▶ **Activity**: Check each line of the records below for the string "crate", then state how many lines contain it, with no other output.

▶ **Exercise materials**:
use std::collections::HashMap;
use std::sync::atomic::{AtomicBool, AtomicU64, Ordering};
use std::sync::Mutex;
use std::time::Duration;

use super::{AnalyticsRecorder, CandidateStore, StoreError, StoreFuture};
use crate::model::{AllocationEvent, CandidateId, CandidateLiveState, RedirectLink};

/// In-process `CandidateStore` with failure injection.
#[derive(Default)]
pub struct MemoryStore {
    links: Mutex<HashMap<String, RedirectLink>>, // keyed by slug
    live: Mutex<HashMap<CandidateId, CandidateLiveState>>,
    fail_reads: AtomicBool,
    fail_writes: AtomicBool,
    latency_ms: AtomicU64,
}

impl MemoryStore {
    pub fn new() -> Self {
        Self::default()
    }

    pub fn put_link(&self, link: RedirectLink) {
        lock(&self.links).insert(link.slug.clone(), link);
    }

    pub fn set_live(&self, candidate_id: &str, occupancy: i64, capacity: i64) {
        lock(&self.live).insert(
            candidate_id.to_string(),
            CandidateLiveState {
                occupancy,
                capacity,
            },
        );
    }

    pub fn live(&self, candidate_id: &str) -> Option<CandidateLiveState> {
        lock(&self.live).get(candidate_id).copied()
    }

    pub fn clicks(&self, slug: &str) -> Option<u64> {
        lock(&self.links).get(slug).map(|l| l.total_clicks)
    }

    pub fn fail_reads(&self, on: bool) {
        self.fail_reads.store(on, Ordering::SeqCst);
    }

    pub fn fail_writes(&self, on: bool) {
        self.fail_writes.store(on, Ordering::SeqCst);
    }

    /// Every call sleeps this long before answering.
    pub fn set_latency(&self, latency: Duration) {
        self.latency_ms
            .store(latency.as_millis() as u64, Ordering::SeqCst);
    }

    async fn pause(&self) {
        let ms = self.latency_ms.load(Ordering::SeqCst);
        if ms > 0 {
            tokio::time::sleep(Duration::from_millis(ms)).await;
        }
    }

    fn check(&self, flag: &AtomicBool, what: &str) -> Result<(), StoreError> {
        if flag.load(Ordering::SeqCst) {
            return Err(StoreError::Backend(format!("injected {what} failure")));
        }
        Ok(())
    }
}

impl CandidateStore for MemoryStore {
    fn get_link<'a>(&'a self, slug: &'a str) -> StoreFuture<'a, Option<RedirectLink>> {
        Box::pin(async move {
            self.pause().await;
            self.check(&self.fail_reads, "read")?;
            Ok(lock(&self.links).get(slug).cloned())
        })
    }

    fn get_live_states<'a>(
        &'a self,
        candidate_ids: &'a [CandidateId],
    ) -> StoreFuture<'a, HashMap<CandidateId, CandidateLiveState>> {
        Box::pin(async move {
            self.pause().await;
            self.check(&self.fail_reads, "read")?;
            let live = lock(&self.live);
            Ok(candidate_ids
                .iter()
                .filter_map(|id| live.get(id).map(|s| (id.clone(), *s)))
                .collect())
        })
    }

    fn increment_click_counter<'a>(&'a self, link_id: &'a str) -> StoreFuture<'a, ()> {
        Box::pin(async move {
            self.pause().await;
            self.check(&self.fail_writes, "write")?;
            let mut links = lock(&self.links);
            match links.values_mut().find(|l| l.id == link_id) {
                Some(link) => {
                    link.total_clicks += 1;
                    Ok(())
                }
                None => Err(StoreError::Conflict(format!("no link {link_id}"))),
            }
        })
    }

    fn try_reserve<'a>(&'a self, candidate_id: &'a str) -> StoreFuture<'a, bool> {
        Box::pin(async move {
            self.pause().await;
            self.check(&self.fail_writes, "write")?;
            let mut live = lock(&self.live);
            match live.get_mut(candidate_id) {
                Some(state) if state.has_room() => {
                    state.occupancy += 1;
                    Ok(true)
                }
                _ => Ok(false),
            }
        })
    }
}

/// In-process `AnalyticsRecorder`; keeps every appended event.
#[derive(Default)]
pub struct MemoryAnalytics {
    events: Mutex<Vec<AllocationEvent>>,
    fail_writes: AtomicBool,
    latency_ms: AtomicU64,
}

impl MemoryAnalytics {
    pub fn new() -> Self {
        Self::default()
    }

    pub fn events(&self) -> Vec<AllocationEvent> {
        lock(&self.events).clone()
    }

    pub fn fail_writes(&self, on: bool) {
        self.fail_writes.store(on, Ordering::SeqCst);
    }

    pub fn set_latency(&self, latency: Duration) {
        self.latency_ms
            .store(latency.as_millis() as u64, Ordering::SeqCst);
    }
}

impl AnalyticsRecorder for MemoryAnalytics {
    fn append<'a>(&'a self, event: &'a AllocationEvent) -> StoreFuture<'a, ()> {
        Box::pin(async move {
            let ms = self.latency_ms.load(Ordering::SeqCst);
            if ms > 0 {
                tokio::time::sleep(Duration::from_millis(ms)).await;
            }
            if self.fail_writes.load(Ordering::SeqCst) {
                return Err(StoreError::Backend("injected append failure".into()));
            }
            let mut events = lock(&self.events);
            if events.iter().any(|e| e.event_id == event.event_id) {
                return Err(StoreError::Conflict(event.event_id.clone()));
            }
            events.push(event.clone());
            Ok(())
        })
    }
}

// A poisoned lock only means another test thread panicked mid-update;
// the maps stay usable.
fn lock<T>(m: &Mutex<T>) -> std::sync::MutexGuard<'_, T> {
    m.lock().unwrap_or_else(|e| e.into_inner())
}

#[cfg(test)]
mod tests {
    use super::*;
    use crate::model::{CandidateList, CandidateRef};

    fn link() -> RedirectLink {
        RedirectLink {
            id: "L1".into(),
            slug: "promo".into(),
            candidates: CandidateList::from_authored(vec![CandidateRef {
                candidate_id: "g1".into(),
                display_name: "Group 1".into(),
                priority: 1,
                external_ref: "abc".into(),
            }]),
            active: true,
            total_clicks: 0,
        }
    }

    #[tokio::test]
    async fn live_states_omit_unknown_ids() {
        let store = MemoryStore::new();
        store.set_live("g1", 1, 2);
        let ids = vec!["g1".to_string(), "ghost".to_string()];
        let got = store.get_live_states(&ids).await.unwrap();
        assert_eq!(got.len(), 1);
        assert!(got.contains_key("g1"));
    }

    #[tokio::test]
    async fn reserve_stops_at_capacity() {
        let store = MemoryStore::new();
        store.set_live("g1", 1, 2);
        assert!(store.try_reserve("g1").await.unwrap());
        assert!(!store.try_reserve("g1").await.unwrap());
        assert_eq!(store.live("g1").unwrap().occupancy, 2);
        assert!(!store.try_reserve("nope").await.unwrap());
    }

    #[tokio::test]
    async fn click_counter_increments_by_link_id() {
        let store = MemoryStore::new();
        store.put_link(link());
        store.increment_click_counter("L1").await.unwrap();
        store.increment_click_counter("L1").await.unwrap();
        assert_eq!(store.clicks("promo"), Some(2));
    }

    #[tokio::test]
    async fn injected_failures_surface_as_backend_errors() {
        let store = MemoryStore::new();
        store.put_link(link());
        store.fail_reads(true);
        assert!(matches!(
            store.get_link("promo").await,
            Err(StoreError::Backend(_))
        ));
        store.fail_reads(false);
        assert!(store.get_link("promo").await.unwrap().is_some());
    }

    #[tokio::test]
    async fn analytics_rejects_duplicate_event_ids() {
        let rec = MemoryAnalytics::new();
        let e = AllocationEvent::new("L1", Some("g1"), None);
        rec.append(&e).await.unwrap();
        assert!(matches!(rec.append(&e).await, Err(StoreError::Conflict(_))));
        assert_eq!(rec.events().len(), 1);
    }
}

▶ **Answer to the exercise**: 2